Max occasionally popped up a second camera angle when he found a doorbell or security camera that was pointed in their vague direction, and we talked them through avoiding having their faces in frame. I kept up a running commentary for the first few minutes, analyzing every building and fence line for threats and offering my opinion and advice, until Ali very politely told me to shut up and not distract them.
So I watched in silence, while Raschel curled up on the floorboard in the front of the cab and tried to sleep. I heard her softly crying at one point, and decided to ignore it and give her some space and privacy. Rin and Ali trudged along in silence, hiking past increasingly dense buildings and the decayed infrastructure of a past age, and I just… watched. It was torture, more high stakes boredom where I couldn’t even do anything if things did get sketchy.

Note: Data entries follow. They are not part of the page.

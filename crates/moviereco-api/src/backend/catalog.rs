//! Catalog operations.

use tracing::instrument;

use super::api::LocalCatalogApi;
use super::client::{MovieClient, RequestOptions};
use crate::error::ApiError;
use crate::tmdb::DiscoverParams;
use crate::types::{
    GenreList, MovieDetails, MovieSummary, PAGE_SIZE, Page, PopularMovies, PopularMoviesResponse,
    Review, SimilarMovies, Video, VideoList,
};

/// How many similar movies to ask for.
const SIMILAR_LIMIT: u32 = 25;

impl LocalCatalogApi for MovieClient {
    #[instrument(skip_all)]
    async fn popular_movies(&self, page: u32) -> PopularMovies {
        let result: Result<PopularMoviesResponse, ApiError> = self
            .fetch("/movies/popular", RequestOptions::get().query("page", page))
            .await;
        result.map_or_else(
            |_| PopularMovies::fallback(),
            |raw| PopularMovies {
                movies: raw.movies,
                current_page: page,
                total_pages: raw.total_results.div_ceil(PAGE_SIZE),
            },
        )
    }

    #[instrument(skip_all)]
    async fn genres(&self) -> Result<GenreList, ApiError> {
        self.fetch("/movies/genres", RequestOptions::get()).await
    }

    #[instrument(skip_all)]
    async fn movie_details(&self, movie_id: u64) -> Result<MovieDetails, ApiError> {
        self.fetch(&format!("/movies/{movie_id}"), RequestOptions::get())
            .await
    }

    #[instrument(skip_all)]
    async fn similar_movies(&self, movie_id: u64) -> SimilarMovies {
        self.fetch(
            &format!("/movies/{movie_id}/similar"),
            RequestOptions::get().query("limit", SIMILAR_LIMIT),
        )
        .await
        .unwrap_or_default()
    }

    #[instrument(skip_all)]
    async fn search_movies(&self, query: &str, page: u32) -> Page<MovieSummary> {
        let query = query.trim();
        if query.is_empty() {
            return Page::no_results();
        }
        self.fetch(
            "/movies/search",
            RequestOptions::get().query("query", query).query("page", page),
        )
        .await
        .unwrap_or_else(|_| Page::no_results())
    }

    #[instrument(skip_all)]
    async fn movies_by_genre(&self, genre_id: u32, page: u32) -> Page<MovieSummary> {
        self.fetch(
            &format!("/movies/genre/{genre_id}"),
            RequestOptions::get().query("page", page),
        )
        .await
        .map_or_else(|_| Page::empty(), Page::with_fallbacks)
    }

    #[instrument(skip_all)]
    async fn movie_reviews(&self, movie_id: u64, page: u32) -> Page<Review> {
        self.fetch(
            &format!("/movies/{movie_id}/reviews"),
            RequestOptions::get().query("page", page),
        )
        .await
        .unwrap_or_else(|_| Page::empty())
    }

    #[instrument(skip_all)]
    async fn movie_videos(&self, movie_id: u64) -> Vec<Video> {
        let result: Result<VideoList, ApiError> = self
            .fetch(&format!("/movies/{movie_id}/videos"), RequestOptions::get())
            .await;
        result.map(|list| list.videos).unwrap_or_default()
    }

    #[instrument(skip_all)]
    async fn personalized_recommendations(&self, limit: u32) -> Vec<MovieSummary> {
        self.fetch(
            "/recommendations/personalized",
            RequestOptions::get().query("limit", limit),
        )
        .await
        .unwrap_or_default()
    }

    #[instrument(skip_all)]
    async fn recommendations_by_genre(
        &self,
        genre_id: u32,
        limit: u32,
    ) -> Result<Vec<MovieSummary>, ApiError> {
        self.fetch(
            &format!("/recommendations/by-genre/{genre_id}"),
            RequestOptions::get().query("limit", limit),
        )
        .await
    }

    #[instrument(skip_all)]
    async fn discover_movies(
        &self,
        params: &DiscoverParams,
    ) -> Result<Page<MovieSummary>, ApiError> {
        let tmdb = self.tmdb().ok_or(ApiError::TmdbNotConfigured)?;
        tmdb.discover_movies(params).await.inspect_err(|e| {
            tracing::error!(error = %e, "TMDB discovery failed");
        })
    }
}

#[cfg(test)]
mod tests {
    #![allow(clippy::unwrap_used)]
    #![allow(clippy::indexing_slicing)]

    use wiremock::matchers::{method, path, query_param};
    use wiremock::{Mock, MockServer, ResponseTemplate};

    use super::super::client::testing::client_for;
    use super::*;

    #[tokio::test]
    async fn test_popular_movies_derives_page_count() {
        // Arrange
        let mock_server = MockServer::start().await;
        Mock::given(method("GET"))
            .and(path("/movies/popular"))
            .and(query_param("page", "2"))
            .respond_with(ResponseTemplate::new(200).set_body_string(
                r#"{"movies": [{"id": 1, "title": "A"}], "total_results": 45}"#,
            ))
            .mount(&mock_server)
            .await;
        let client = client_for(&mock_server);

        // Act
        let popular = client.popular_movies(2).await;

        // Assert
        assert_eq!(popular.total_pages, 3);
        assert_eq!(popular.current_page, 2);
        assert_eq!(popular.movies.len(), 1);
    }

    #[tokio::test]
    async fn test_popular_movies_falls_back_on_error() {
        // Arrange
        let mock_server = MockServer::start().await;
        Mock::given(method("GET"))
            .respond_with(ResponseTemplate::new(500))
            .mount(&mock_server)
            .await;
        let client = client_for(&mock_server);

        // Act
        let popular = client.popular_movies(7).await;

        // Assert
        assert_eq!(popular, PopularMovies::fallback());
    }

    #[tokio::test]
    async fn test_blank_search_sends_nothing() {
        // Arrange
        let mock_server = MockServer::start().await;
        Mock::given(method("GET"))
            .respond_with(ResponseTemplate::new(200))
            .expect(0)
            .mount(&mock_server)
            .await;
        let client = client_for(&mock_server);

        // Act
        let empty = client.search_movies("", 1).await;
        let whitespace = client.search_movies("   \t", 3).await;

        // Assert
        assert_eq!(empty, Page::no_results());
        assert_eq!(whitespace, Page::no_results());
        assert_eq!(empty.total_pages, 0);
    }

    #[tokio::test]
    async fn test_search_sends_trimmed_query() {
        // Arrange
        let mock_server = MockServer::start().await;
        Mock::given(method("GET"))
            .and(path("/movies/search"))
            .and(query_param("query", "blade runner"))
            .and(query_param("page", "1"))
            .respond_with(ResponseTemplate::new(200).set_body_string(
                r#"{"page": 1, "results": [{"id": 78, "title": "Blade Runner"}], "total_pages": 1, "total_results": 1}"#,
            ))
            .expect(1)
            .mount(&mock_server)
            .await;
        let client = client_for(&mock_server);

        // Act
        let page = client.search_movies("  blade runner ", 1).await;

        // Assert
        assert_eq!(page.results[0].title, "Blade Runner");
        assert_eq!(page.total_results, 1);
    }

    #[tokio::test]
    async fn test_movies_by_genre_fills_missing_numbers() {
        // Arrange
        let mock_server = MockServer::start().await;
        Mock::given(method("GET"))
            .and(path("/movies/genre/28"))
            .respond_with(ResponseTemplate::new(200).set_body_string(
                r#"{"results": [{"id": 5}], "page": null}"#,
            ))
            .mount(&mock_server)
            .await;
        let client = client_for(&mock_server);

        // Act
        let page = client.movies_by_genre(28, 1).await;

        // Assert
        assert_eq!(page.page, 1);
        assert_eq!(page.total_pages, 1);
        assert_eq!(page.total_results, 0);
        assert_eq!(page.results.len(), 1);
    }

    #[tokio::test]
    async fn test_similar_movies_requests_limit() {
        // Arrange
        let mock_server = MockServer::start().await;
        Mock::given(method("GET"))
            .and(path("/movies/603/similar"))
            .and(query_param("limit", "25"))
            .respond_with(ResponseTemplate::new(200).set_body_string(
                r#"{"movies": [{"id": 604}], "total_results": 1}"#,
            ))
            .expect(1)
            .mount(&mock_server)
            .await;
        let client = client_for(&mock_server);

        // Act
        let similar = client.similar_movies(603).await;

        // Assert
        assert_eq!(similar.total_results, 1);
        assert_eq!(similar.movies[0].id, 604);
    }

    #[tokio::test]
    async fn test_movie_details_defaults_runtime() {
        // Arrange
        let mock_server = MockServer::start().await;
        Mock::given(method("GET"))
            .and(path("/movies/603"))
            .respond_with(ResponseTemplate::new(200).set_body_string(
                r#"{"id": 603, "title": "The Matrix", "runtime": null}"#,
            ))
            .mount(&mock_server)
            .await;
        let client = client_for(&mock_server);

        // Act
        let details = client.movie_details(603).await.unwrap();

        // Assert
        assert_eq!(details.runtime, 0);
        assert_eq!(details.title, "The Matrix");
    }

    #[tokio::test]
    async fn test_genres_propagates_errors() {
        // Arrange
        let mock_server = MockServer::start().await;
        Mock::given(method("GET"))
            .respond_with(
                ResponseTemplate::new(503).set_body_string(r#"{"detail": "Maintenance"}"#),
            )
            .mount(&mock_server)
            .await;
        let client = client_for(&mock_server);

        // Act
        let err = client.genres().await.unwrap_err();

        // Assert
        assert_eq!(err.to_string(), "Maintenance");
    }

    #[tokio::test]
    async fn test_listings_fall_back_on_error() {
        // Arrange
        let mock_server = MockServer::start().await;
        Mock::given(method("GET"))
            .respond_with(ResponseTemplate::new(500))
            .mount(&mock_server)
            .await;
        let client = client_for(&mock_server);

        // Act
        let reviews = client.movie_reviews(1, 2).await;
        let videos = client.movie_videos(1).await;
        let personalized = client.personalized_recommendations(12).await;
        let similar = client.similar_movies(1).await;

        // Assert
        assert_eq!(reviews, Page::empty());
        assert!(videos.is_empty());
        assert!(personalized.is_empty());
        assert_eq!(similar, SimilarMovies::default());
    }

    #[tokio::test]
    async fn test_videos_are_unwrapped() {
        // Arrange
        let mock_server = MockServer::start().await;
        Mock::given(method("GET"))
            .and(path("/movies/603/videos"))
            .respond_with(ResponseTemplate::new(200).set_body_string(
                r#"{"videos": [{"key": "abc", "site": "YouTube", "type": "Trailer"}]}"#,
            ))
            .mount(&mock_server)
            .await;
        let client = client_for(&mock_server);

        // Act
        let videos = client.movie_videos(603).await;

        // Assert
        assert_eq!(videos.len(), 1);
        assert_eq!(videos[0].kind, "Trailer");
    }

    #[tokio::test]
    async fn test_discover_without_token_is_unconfigured() {
        // Arrange
        let mock_server = MockServer::start().await;
        let client = client_for(&mock_server);

        // Act
        let err = client
            .discover_movies(&DiscoverParams::new())
            .await
            .unwrap_err();

        // Assert
        assert!(matches!(err, ApiError::TmdbNotConfigured));
    }

    #[tokio::test]
    async fn test_discover_uses_tmdb_token_not_session_token() {
        // Arrange
        let mock_server = MockServer::start().await;
        Mock::given(method("GET"))
            .and(path("/3/discover/movie"))
            .and(wiremock::matchers::header("Authorization", "Bearer tmdb-token"))
            .respond_with(ResponseTemplate::new(200).set_body_string(r#"{"results": []}"#))
            .expect(1)
            .mount(&mock_server)
            .await;

        let session = crate::session::Session::in_memory();
        session.set_token("session-token").unwrap();
        let client = MovieClient::builder()
            .base_url(mock_server.uri().parse().unwrap())
            .session(session)
            .tmdb_token("tmdb-token")
            .tmdb_base_url(format!("{}/3/", mock_server.uri()).parse().unwrap())
            .build()
            .unwrap();

        // Act
        let page = client
            .discover_movies(&DiscoverParams::new())
            .await
            .unwrap();

        // Assert
        assert_eq!(page.page, 1);
        assert_eq!(page.total_pages, 1);
    }
}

Nothing much actually happened, but I was on the edge of my seat the whole time as they worked their way into the city.
I shifted uncomfortably. Tevin took up so much of the floor space that I was forced to bend in some fashion around his bulky armor no matter where I tried to sit. While keeping my eyes on the floating screen Max was providing and intenting on the little mute button next to it, I asked Max a question that had been weighing on me.
“So, Max. What’s going on with Tevin? Will he actually be alright?”
Max had yet to reappear, and remained hidden as he answered my mental question. “Yeah, I’m no liar. The bullet glanced off his thick skull and didn’t actually pierce his brain. He got a major concussion and his face messed up though. I can zip him back up pretty easily once we get the impex connected.”
I rubbed my eyes with my palms and sighed in relief. I hadn''t had a chance to think about or process everything that had happened through the day, and now that I had found a quiet moment to myself it all started to sink in. I’d woken up today as a promising up-and-coming noble on an important diplomatic mission, but as the sun had set, so did my career. Now I was as much of a fugitive from my own people as Max was, if Max considered the core, or the Suk, or whatever they were called, to be his people.
While I agonized over the day and stared at the screen, Rin and Ali continued into the city. They were now passing through neighborhoods of boarded up houses, many of which had been broken into or had half collapsed roofs or the scars of old fires. Further in, they crossed paths with a group of hurriedly walking hooded men in a tense moment where not a single word was spoken, then cut through a burned out gas station''s parking lot. Raschel’s snuffling finally quieted down and her breathing leveled out as she drifted off to sleep.
I reached out to Max with another mental question as I watched. “Have you come up with anything else on Raschel? Or any of the other tower traitors?”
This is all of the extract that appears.